Market demand for homegrown food—favoring organic, heirloom and specialty items—is the byproduct of our food culture. Thus, boosting demand for seeds, especially the unique and old varieties. The benefits of healthy eating is a major contributor to the new victory garden effort. The first spring in the White House, First Lady Michelle Obama created a kitchen garden as part of her healthy living initiative. Ironically, Mrs. Obama’s kitchen garden is the first White House vegetable garden since Eleanor Roosevelt’s.
Other groups advocating gardening are Americans who want to be self-sufficient, or are ecologically minded. There is also a group of people who are opposed to Genetically Modified Organisms (GMOs). There is big debate about the long-term safety of consuming food from GMOs. Stewardship and nostalgia factor in too, since many gardeners and horticulturists want to preserve the world’s rare and unusual plants.
For me, I’m just happy these forces are culminating into a perfect storm for gardens and seeds, both rare in nature and scientifically cultured.
I love to see city folks growing nutritious food in whatever space they have available. It’s a reconnection to our roots (no pun intended) as Americans that carved out a way of life in a harsh and rugged environment. It’s also gratifying as an “ag woman” to see a renaissance of agriculture—growing our own food so we don’t have to travel, scavenge or starve. And the important lessons of knowing where food comes from; the work involved to grow it; and the patience required for a bountiful harvest.
I will be planning an entirely new garden space this year … more to come.
I started cleaning up and getting my greenhouse ready to start seeds. Today is February 11, but our last average frost date is about March 20. That means it’s time to start thinking about the spring garden. Even as we have a harsh cold snap, I was making way for planting tender annuals from seed so we can transplant after the danger of killing frost.
As for most gardeners, my ultimate prize is a crop of beautiful, tasty tomatoes. Next week we’re taking Jdubs for a checkup at the ENT in Cowtown, so we will have to stop in Poolville on the way home to visit Wilhite Seed. Many sellers of seeds only produce a few of their own (if at all), the rest they resell from other specialized plant breeders/dealers. Wilhite’s domain is melon seeds, especially watermelon seeds. All the seeds I bought from them were exceptional quality, with near 100% germination rates.
Even my county extension agent was surprised. I have no idea what was so extra special about last year’s seed starting exercise – but everything I started from seed did really well, until the heat set in. I knew we were in for it last year when we had a 100-degree day on April 8, 2011. That just set the tone for the rest of the summer.
Last year’s weather was horrible. We had a record-setting hot, dry summer. Nothing would grow. There was no rain. It was abysmal, even the okra was eaten by the grasshoppers. Needless to say, I’m looking very forward to a better year, for growing vegetables and herbs.

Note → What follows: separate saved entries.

//! Mock Services
//!
//! Demo implementations. Nothing leaves the browser and nothing fails.

use async_trait::async_trait;
use gloo_timers::future::TimeoutFuture;

use super::*;
use crate::models::RiskLevel;

/// Simulated latency. A zero delay resolves immediately.
async fn pause(delay_ms: u32) {
    if delay_ms > 0 {
        TimeoutFuture::new(delay_ms).await;
    }
}

/// Always reports the same fire hazard
pub struct MockDetector;

#[async_trait(?Send)]
impl HazardDetector for MockDetector {
    async fn detect(&self, request: &DetectionRequest) -> ServiceResult<DetectionResult> {
        tracing::info!(
            image_bytes = request.image.len(),
            location = %request.location,
            "mock hazard detection"
        );
        Ok(DetectionResult {
            hazard_detected: true,
            hazard_type: "Fire Hazard".to_string(),
            confidence: 97,
            risk_level: RiskLevel::High,
            location: "Building Section A".to_string(),
            recommendations: vec![
                "Evacuate the area immediately".to_string(),
                "Contact fire department".to_string(),
                "Use fire extinguisher if safe to do so".to_string(),
                "Ensure all personnel are accounted for".to_string(),
            ],
        })
    }
}

/// Acknowledges every call without contacting anyone
pub struct MockDispatcher;

#[async_trait(?Send)]
impl EmergencyDispatcher for MockDispatcher {
    async fn dispatch(&self, request: &EmergencyRequest) -> ServiceResult<DispatchAck> {
        tracing::warn!(origin = ?request.origin, "mock emergency dispatch, no call placed");
        let ack = match request.origin {
            EmergencyOrigin::Header => DispatchAck {
                title: "Emergency Services Contacted".to_string(),
                message: "Emergency services contacted! (Demo mode)".to_string(),
            },
            EmergencyOrigin::Dashboard => DispatchAck {
                title: "Emergency Services Contacted".to_string(),
                message: "Fire department has been notified. Response team dispatched.".to_string(),
            },
        };
        Ok(ack)
    }
}

/// Waits, then reports success
pub struct MockPaymentProcessor {
    delay_ms: u32,
}

impl MockPaymentProcessor {
    pub fn new(delay_ms: u32) -> Self {
        Self { delay_ms }
    }
}

#[async_trait(?Send)]
impl PaymentProcessor for MockPaymentProcessor {
    async fn charge(&self, request: &PaymentRequest) -> ServiceResult<PaymentReceipt> {
        tracing::info!(plan = %request.plan_id, amount = request.amount, "mock payment started");
        pause(self.delay_ms).await;
        Ok(PaymentReceipt {
            plan_id: request.plan_id.clone(),
            amount: request.amount,
        })
    }

    async fn invoice(&self, invoice: &str) -> ServiceResult<InvoiceHandle> {
        Ok(InvoiceHandle {
            invoice: invoice.to_string(),
            file_name: format!("{}.pdf", invoice),
        })
    }
}

/// Waits, then reports the message as delivered
pub struct MockInquiryDesk {
    delay_ms: u32,
}

impl MockInquiryDesk {
    pub fn new(delay_ms: u32) -> Self {
        Self { delay_ms }
    }
}

#[async_trait(?Send)]
impl InquiryDesk for MockInquiryDesk {
    async fn send(&self, submission: &ContactForm) -> ServiceResult<()> {
        tracing::info!(subject = %submission.subject, "mock inquiry submitted");
        pause(self.delay_ms).await;
        Ok(())
    }
}

#[cfg(test)]
mod tests {
    use super::*;
    use crate::contact::ContactForm;
    use crate::pricing::BillingCycle;
    use futures::executor::block_on;

    fn instant_services() -> Services {
        let config = SiteConfig {
            inquiry_delay_ms: 0,
            payment_delay_ms: 0,
            ..SiteConfig::default()
        };
        Services::mock(&config)
    }

    #[test]
    fn test_mock_detector_result() {
        let request = DetectionRequest {
            image: "data:image/png;base64,AAAA".to_string(),
            location: String::new(),
            notes: String::new(),
        };
        let result = block_on(MockDetector.detect(&request)).unwrap();
        assert!(result.hazard_detected);
        assert_eq!(result.hazard_type, "Fire Hazard");
        assert_eq!(result.confidence, 97);
        assert_eq!(result.risk_level, RiskLevel::High);
        assert_eq!(result.recommendations.len(), 4);
        assert_eq!(result.recommendations[1], "Contact fire department");
    }

    #[test]
    fn test_mock_dispatch_header() {
        let request = EmergencyRequest {
            origin: EmergencyOrigin::Header,
            hazard_type: None,
            location: None,
        };
        let ack = block_on(MockDispatcher.dispatch(&request)).unwrap();
        assert_eq!(ack.message, "Emergency services contacted! (Demo mode)");
    }

    #[test]
    fn test_mock_invoice_name() {
        let handle = block_on(MockPaymentProcessor::new(0).invoice("INV-2024-003")).unwrap();
        assert_eq!(handle.file_name, "INV-2024-003.pdf");
    }

    #[test]
    fn test_mock_charge_echoes_request() {
        let services = instant_services();
        let request = PaymentRequest {
            plan_id: "professional".to_string(),
            cycle: BillingCycle::Yearly,
            amount: 1490,
            auto_renew: true,
        };
        let receipt = block_on(services.payments.charge(&request)).unwrap();
        assert_eq!(receipt.plan_id, "professional");
        assert_eq!(receipt.amount, 1490);
    }

    #[test]
    fn test_mock_inquiry_delivered() {
        let services = instant_services();
        let submission = ContactForm {
            name: "Grace Hopper".to_string(),
            email: "grace@navy.example".to_string(),
            subject: "Pilot program".to_string(),
            message: "Two sites, one warehouse.".to_string(),
            ..ContactForm::default()
        };
        assert_eq!(block_on(services.inquiries.send(&submission)), Ok(()));
    }
}
//! Site Pages
//!
//! One component per route.

mod ai_features;
mod business;
mod contact;
mod dashboard;
mod home;
mod not_found;
mod payments;
mod system;
mod team;

pub use ai_features::AiFeaturesPage;
pub use business::BusinessPage;
pub use contact::ContactPage;
pub use dashboard::DashboardPage;
pub use home::HomePage;
pub use not_found::NotFoundPage;
pub use payments::PaymentsPage;
pub use system::SystemPage;
pub use team::TeamPage;
#[component]
pub fn PaymentsPage() -> impl IntoView {
    let ctx = use_app_context();
    let (plan_id, set_plan_id) = signal(DEFAULT_PLAN_ID);
    let (cycle, set_cycle) = signal(BillingCycle::Monthly);
    let (auto_renew, set_auto_renew) = signal(true);
    let processing = RwSignal::new(false);

    let current_plan = move || plan_by_id(plan_id.get());
    let current_price = move || {
        current_plan()
            .map(|plan| pricing::price(plan, cycle.get()))
            .unwrap_or_default()
    };

    let on_update = {
        let ctx = ctx.clone();
        move |_: web_sys::MouseEvent| {
            process_payment(&ctx, plan_id.get_untracked(), cycle.get_untracked(), auto_renew.get_untracked(), processing)
        }
    };
    let on_gateway = {
        let ctx = ctx.clone();
        move |_: web_sys::MouseEvent| {
            if !browser::confirm(PAYMENT_CONFIRM_TEXT) {
                tracing::info!("demo payment cancelled");
                return;
            }
            process_payment(&ctx, plan_id.get_untracked(), cycle.get_untracked(), auto_renew.get_untracked(), processing)
        }
    };

    view! {
        <div class="container py-8">
            <div class="mb-8">
                <h1 class="text-3xl font-bold mb-2">"Payments & Subscriptions"</h1>
                <p class="text-muted-foreground text-lg">
                    "Manage your subscription, payment methods, and billing information"
                </p>
            </div>

            <div class="grid grid-cols-1 lg:grid-cols-3 gap-8">
                <div class="lg:col-span-2 space-y-6">
                    // Active subscription
                    <Card class="highlight">
                        <div class="flex items-center justify-between">
                            <div>
                                <h2 class="card-title"><span class="icon text-success">"✓"</span>" Active Subscription"</h2>
                                <p class="card-description">"Your current plan and billing details"</p>
                            </div>
                            <span class="badge badge-success">"Active"</span>
                        </div>
                        <div class="grid grid-cols-1 md:grid-cols-2 gap-4">
                            <div>
                                <label class="label">"Current Plan"</label>
                                <div class="flex items-center gap-2 mt-1">
                                    <span class="icon text-primary">{move || current_plan().map(|p| p.icon)}</span>
                                    <span class="font-semibold">{move || current_plan().map(|p| p.name)}</span>
                                </div>
                            </div>
                            <div>
                                <label class="label">"Billing Cycle"</label>
                                <div class="mt-1 font-semibold capitalize">{move || cycle.get().as_str()}</div>
                            </div>
                            <div>
                                <label class="label">"Amount"</label>
                                <div class="mt-1 text-2xl font-bold text-primary">{move || format!("${}", current_price())}</div>
                            </div>
                            <div>
                                <label class="label">"Next Payment"</label>
                                <div class="mt-1 font-semibold">"April 1, 2024"</div>
                            </div>
                        </div>
                        <div class="flex items-center justify-between pt-4 border-t">
                            <label class="switch flex items-center space-x-2" for="auto-renew">
                                <input
                                    id="auto-renew"
                                    type="checkbox"
                                    prop:checked=move || auto_renew.get()
                                    on:change=move |ev| set_auto_renew.set(event_target_checked(&ev))
                                />
                                <span>"Auto-renew subscription"</span>
                            </label>
                            <button class="btn btn-outline">"Manage Subscription"</button>
                        </div>
                    </Card>

                    // Plan selector
                    <Card>
                        <h2 class="card-title">"↻ Subscription Plan Selector"</h2>
                        <p class="card-description">"Change your subscription plan or billing cycle"</p>
                        <div class="space-y-4">
                            <div class="grid grid-cols-1 md:grid-cols-2 gap-4">
                                <div>
                                    <label class="label" for="plan-select">"Select Plan"</label>
                                    <select
                                        id="plan-select"
                                        class="select"
                                        prop:value=move || plan_id.get()
                                        on:change=move |ev| {
                                            if let Some(plan) = plan_by_id(&event_target_value(&ev)) {
                                                set_plan_id.set(plan.id);
                                            }
                                        }
                                    >
                                        {PRICING_PLANS.iter().map(|plan| view! {
                                            <option value=plan.id>
                                                {move || format!("{} - ${}", plan.name, pricing::price(plan, cycle.get()))}
                                            </option>
                                        }).collect_view()}
                                    </select>
                                </div>
                                <div>
                                    <label class="label" for="cycle-select">"Billing Cycle"</label>
                                    <select
                                        id="cycle-select"
                                        class="select"
                                        prop:value=move || cycle.get().as_str()
                                        on:change=move |ev| {
                                            if let Some(next) = BillingCycle::parse(&event_target_value(&ev)) {
                                                set_cycle.set(next);
                                            }
                                        }
                                    >
                                        <option value="monthly">"Monthly"</option>
                                        <option value="yearly">"Yearly (Save 20%)"</option>
                                    </select>
                                </div>
                            </div>

                            <div class="alert" role="note">
                                <span class="icon">"⚠"</span>
                                <span>
                                    {move || format!(
                                        "Plan changes will take effect at the next billing cycle. You'll be charged ${} {}.",
                                        current_price(),
                                        cycle.get().as_str(),
                                    )}
                                </span>
                            </div>

                            <button class="btn btn-primary w-full" disabled=move || processing.get() on:click=on_update>
                                {move || if processing.get() { "↻ Processing..." } else { "Update Subscription" }}
                            </button>
                        </div>
                    </Card>

                    // Demo gateway
                    <Card>
                        <h2 class="card-title">"💳 Mock Payment Gateway"</h2>
                        <p class="card-description">"Simulated payment interface (Demo purposes only)"</p>
                        <div class="space-y-4">
                            <div class="grid grid-cols-1 md:grid-cols-2 gap-4">
                                <div>
                                    <label class="label">"Card Number"</label>
                                    <input class="input bg-muted" placeholder="**** **** **** 1234" readonly />
                                </div>
                                <div>
                                    <label class="label">"Expiry Date"</label>
                                    <input class="input bg-muted" placeholder="12/25" readonly />
                                </div>
                            </div>
                            <div class="grid grid-cols-1 md:grid-cols-2 gap-4">
                                <div>
                                    <label class="label">"CVV"</label>
                                    <input class="input bg-muted" placeholder="***" readonly />
                                </div>
                                <div>
                                    <label class="label">"OTP Verification"</label>
                                    <input class="input bg-muted" placeholder="123456" readonly />
                                </div>
                            </div>
                            <div class="flex items-center gap-2 p-3 rounded-lg bg-muted">
                                <span class="icon text-success">"🔒"</span>
                                <span class="text-sm">"Secure encrypted payment processing (Demo mode)"</span>
                            </div>
                            <button class="btn btn-emergency w-full" disabled=move || processing.get() on:click=on_gateway>
                                <span class="icon">"🛡"</span>
                                "Process Payment (Demo)"
                            </button>
                        </div>
                    </Card>
                </div>

                // Sidebar
                <div class="space-y-6">
                    <Card>
                        <h2 class="card-title">"$ Payment Tracker"</h2>
                        <p class="card-description">"Current billing period progress"</p>
                        <div class="space-y-4">
                            <div>
                                <div class="flex justify-between text-sm mb-2">
                                    <span>"Billing Period"</span>
                                    <span>"75% Complete"</span>
                                </div>
                                <ProgressBar percent=75u8 />
                                <p class="text-xs text-muted-foreground mt-1">"8 days remaining"</p>
                            </div>
                            <div class="space-y-2 pt-4 border-t">
                                <div class="flex justify-between">
                                    <span class="text-sm">"Current Amount"</span>
                                    <span class="font-semibold">{move || format!("${}", current_price())}</span>
                                </div>
                                <div class="flex justify-between">
                                    <span class="text-sm">"Next Due Date"</span>
                                    <span class="font-semibold">"Apr 1, 2024"</span>
                                </div>
                                <div class="flex justify-between">
                                    <span class="text-sm">"Payment Method"</span>
                                    <span class="font-semibold">"**** 1234"</span>
                                </div>
                            </div>
                        </div>
                    </Card>

                    <Card>
                        <h2 class="card-title">"🔒 Security Features"</h2>
                        <p class="card-description">"Payment security and encryption"</p>
                        <div class="space-y-3">
                            {SECURITY_FEATURES.iter().map(|feature| view! {
                                <div class="flex items-center gap-2">
                                    <span class="icon text-success">"✓"</span>
                                    <span class="text-sm">{*feature}</span>
                                </div>
                            }).collect_view()}
                        </div>
                    </Card>
                </div>
            </div>

            <Card class="mt-8">
                <h2 class="card-title">"📄 Payment History & Invoice Generator"</h2>
                <p class="card-description">"View past payments and download invoices"</p>
                <div class="overflow-x-auto">
                    <table class="w-full">
                        <thead>
                            <tr class="border-b">
                                <th class="text-left p-2">"Date"</th>
                                <th class="text-left p-2">"Amount"</th>
                                <th class="text-left p-2">"Plan"</th>
                                <th class="text-left p-2">"Status"</th>
                                <th class="text-left p-2">"Invoice"</th>
                                <th class="text-left p-2">"Action"</th>
                            </tr>
                        </thead>
                        <tbody>
                            {PAYMENT_HISTORY.iter().map(|payment| {
                                let ctx = ctx.clone();
                                let invoice = payment.invoice;
                                view! {
                                    <tr class="border-b">
                                        <td class="p-2">"📅 "{payment.date}</td>
                                        <td class="p-2 font-semibold">{payment.amount}</td>
                                        <td class="p-2">{payment.plan}</td>
                                        <td class="p-2"><Badge>{payment.status}</Badge></td>
                                        <td class="p-2 text-muted-foreground">{invoice}</td>
                                        <td class="p-2">
                                            <button
                                                class="btn btn-outline btn-sm"
                                                on:click=move |_| download_invoice(&ctx, invoice)
                                            >
                                                "⬇ Download PDF"
                                            </button>
                                        </td>
                                    </tr>
                                }
                            }).collect_view()}
                        </tbody>
                    </table>
                </div>
            </Card>
        </div>
    }
}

That’s the beauty of spring … it’s the time for beginnings … starting seeds, nurturing and caring for them, watching them grow, then harvest. Nothing is better than eating something wonderful that you grew.
The Garden is calling me … I received two new seed catalogs. Yea!
All kinds of organic, heirloom and hybrid varieties.
Other cool garden accessories and products…
For tonight … that’s all I got. Been burning the candle from both ends this week, but I’ll be dreaming about the garden tonight. [Also I am having terrible writer’s block. Sometimes this is as good as it gets.]